-------- AVAILABLE RECORDS --------

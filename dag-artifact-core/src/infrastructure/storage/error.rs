// dag-artifact-core/src/infrastructure/storage/error.rs

use aws_sdk_s3::config::http::HttpResponse;
use aws_sdk_s3::error::{DisplayErrorContext, SdkError};
use thiserror::Error;

/// Errors raised while talking to S3 or DynamoDB.
#[derive(Debug, Clone, Error)]
pub enum StorageError {
    /// The requested object, bucket or table was not found (HTTP 404).
    #[error("Object not found: {key}")]
    NotFound { key: String },

    /// Access denied (HTTP 403).
    #[error("Access denied to '{resource}'")]
    AccessDenied { resource: String },

    /// Failed to reach the endpoint (IO error or timeout).
    #[error("Connection error: {0}")]
    ConnectionError(String),

    /// Invalid or unsupported configuration (bad URI, builder error...).
    #[error("Configuration error: {0}")]
    ConfigurationError(String),

    /// Stored data could not be decoded.
    #[error("Corrupted record: {0}")]
    CorruptedRecord(String),

    #[error("S3 error: {0}")]
    S3Error(String),

    #[error("DynamoDB error: {0}")]
    DynamoDbError(String),
}

impl StorageError {
    /// A short, actionable hint for CLI output.
    #[must_use]
    pub const fn suggestion(&self) -> &'static str {
        match self {
            Self::NotFound { .. } => {
                "The object may have been purged or never published. \
                 Check the dag_id and version."
            }
            Self::AccessDenied { .. } => {
                "Check that your AWS credentials are set and allowed to use this bucket/table."
            }
            Self::ConnectionError(_) => {
                "Check the region / endpoint_url in dag_artifact.yaml and your network."
            }
            Self::ConfigurationError(_) => "Check dag_artifact.yaml.",
            Self::CorruptedRecord(_) => {
                "A metadata record does not have the expected shape. \
                 It may have been written by another tool."
            }
            Self::S3Error(_) | Self::DynamoDbError(_) => {
                "Have you run 'dag-artifact bootstrap'?"
            }
        }
    }

    #[must_use]
    pub fn display_rich(&self) -> String {
        format!("Error: {}\n\nSuggestion:\n  {}", self, self.suggestion())
    }
}

/// Which service an SDK error came from, for the catch-all variant.
#[derive(Debug, Clone, Copy)]
pub enum Service {
    S3,
    DynamoDb,
}

/// Maps any AWS SDK error to `StorageError`, using the HTTP status first.
pub fn map_sdk_error<E>(
    err: &SdkError<E, HttpResponse>,
    service: Service,
    key: &str,
) -> StorageError
where
    E: std::error::Error + Send + Sync + 'static,
{
    match err {
        SdkError::ServiceError(service_err) => match service_err.raw().status().as_u16() {
            404 => {
                return StorageError::NotFound {
                    key: key.to_string(),
                };
            }
            403 => {
                return StorageError::AccessDenied {
                    resource: key.to_string(),
                };
            }
            _ => {}
        },
        SdkError::DispatchFailure(dispatch_err) => {
            if dispatch_err.is_io() || dispatch_err.is_timeout() {
                return StorageError::ConnectionError(DisplayErrorContext(err).to_string());
            }
        }
        SdkError::TimeoutError(_) => {
            return StorageError::ConnectionError(DisplayErrorContext(err).to_string());
        }
        _ => {}
    }
    let message = DisplayErrorContext(err).to_string();
    match service {
        Service::S3 => StorageError::S3Error(message),
        Service::DynamoDb => StorageError::DynamoDbError(message),
    }
}

#[cfg(test)]
mod tests {
    use super::*;

    #[test]
    fn test_rich_display_includes_suggestion() {
        let err = StorageError::NotFound {
            key: "p/dag1/LATEST.py".to_string(),
        };
        let rich = err.display_rich();
        assert!(rich.starts_with("Error: Object not found: p/dag1/LATEST.py"));
        assert!(rich.contains("purged"));
    }
}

--------

• _WHAT IS NEEDED_:
Repeat the lines from the first one in the records through the line containing "S3 or DynamoDB.", exactly as written, and nothing else.

• _COMPLETED TASK_:
filename dag-artifact-core/src/infrastructure/storage/error.rs
// dag-artifact-core/src/infrastructure/storage/error.rs

use aws_sdk_s3::config::http::HttpResponse;
use aws_sdk_s3::error::{DisplayErrorContext, SdkError};
use thiserror::Error;

/// Errors raised while talking to S3 or DynamoDB.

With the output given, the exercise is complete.